In 1934 he was called to the bar at Lincoln's Inn. He practised at Chancery Bar from 1934 to 1979. He was a Junior Counsel to the Charity Commissioners from 1947 to 1956. He was also Conveyancing Counsel to the PO from 1947 to 1956. He was a Member of the General Council of the Bar from 1952 to 1956. In 1956 he was appointed a Queen's Counsel. In 1962 he became a Bencher of Lincoln's Inn.

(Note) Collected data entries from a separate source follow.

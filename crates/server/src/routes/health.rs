// crates/server/src/routes/health.rs
//! Health check endpoint for the API.

use std::sync::Arc;

use axum::{extract::State, routing::get, Json, Router};
use serde::Serialize;

use crate::state::AppState;

/// Response for the health check endpoint.
#[derive(Debug, Serialize)]
#[cfg_attr(test, derive(serde::Deserialize))]
pub struct HealthResponse {
    pub status: String,
    pub version: String,
    pub hostname: String,
    pub uptime_secs: u64,
}

/// GET /api/health - Health check endpoint.
pub async fn health_check(State(state): State<Arc<AppState>>) -> Json<HealthResponse> {
    Json(HealthResponse {
        status: "ok".to_string(),
        version: env!("CARGO_PKG_VERSION").to_string(),
        hostname: gethostname::gethostname().to_string_lossy().into_owned(),
        uptime_secs: state.uptime_secs(),
    })
}

/// Create the health routes router.
pub fn router() -> Router<Arc<AppState>> {
    Router::new().route("/health", get(health_check))
}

He was Deputy Chairman of the Wiltshire Quarterly Sessions from 1964 to 1971. He was Visiting Professor in Law, at Auckland University, New Zealand in 1971. He served as a Recorder of the Crown Court from 1972 to 1974.

==Publications==
- Restrictive Covenants affecting Freehold land (1940, with Cecil H.S. Preston, d. 30 May 1940 Dunkirk, Veurne) to 7th edition (1982, assisted by George L. Newsom)
- Limitation of Actions (1939, with C.H.S. Preston) to 3rd edition 1953 with 1954 supplement (both with Lionel Abel-Smith)
- The Discharge and Modification of Restrictive Covenants, 1957
- Water Pollution, 1972 (with J. Graham Sherratt)
- The Faculty Jurisdiction of the Church of England (1988) and 2nd Edition posthumously (1993, with George L. Newsom)

==Wartime==
He worked at the Ministry of Economic Warfare from 1939 to 1940 and then the Trading with the Enemy Department, at the Treasury and the Board of Trade from 1940 to 1945.

==Political career==
He was selected at the last minute to be Liberal candidate for the Dorset West It was a promising seat for the Liberal Party, with a Conservative majority of only 2,000 at the previous General Election in 1935. However, then Labour had not contested the seat but in 1945 they intervened;

General Election 1945: West Dorset Electorate 35,780
| Party |  | Candidate | Votes | % | ±% |
|---|---|---|---|---|---|
|  | Conservative | Simon Digby | 13,399 | 50.1 |  |
|  | Labour | C. John Kane | 8,215 | 30.8 |  |
|  | Liberal | George Newsom | 5,098 | 19.1 |  |
| Majority |  |  | 5,184 | 19.3 |  |
| Turnout |  |  |  | 74.7 |  |
|  | Conservative hold |  | Swing |  |  |

He did not stand for parliament again.

==Religion==
He was Chancellor of the Diocese of St Albans from 1958, of the Diocese of London from 1971 and of the Diocese of Bath and Wells from 1971.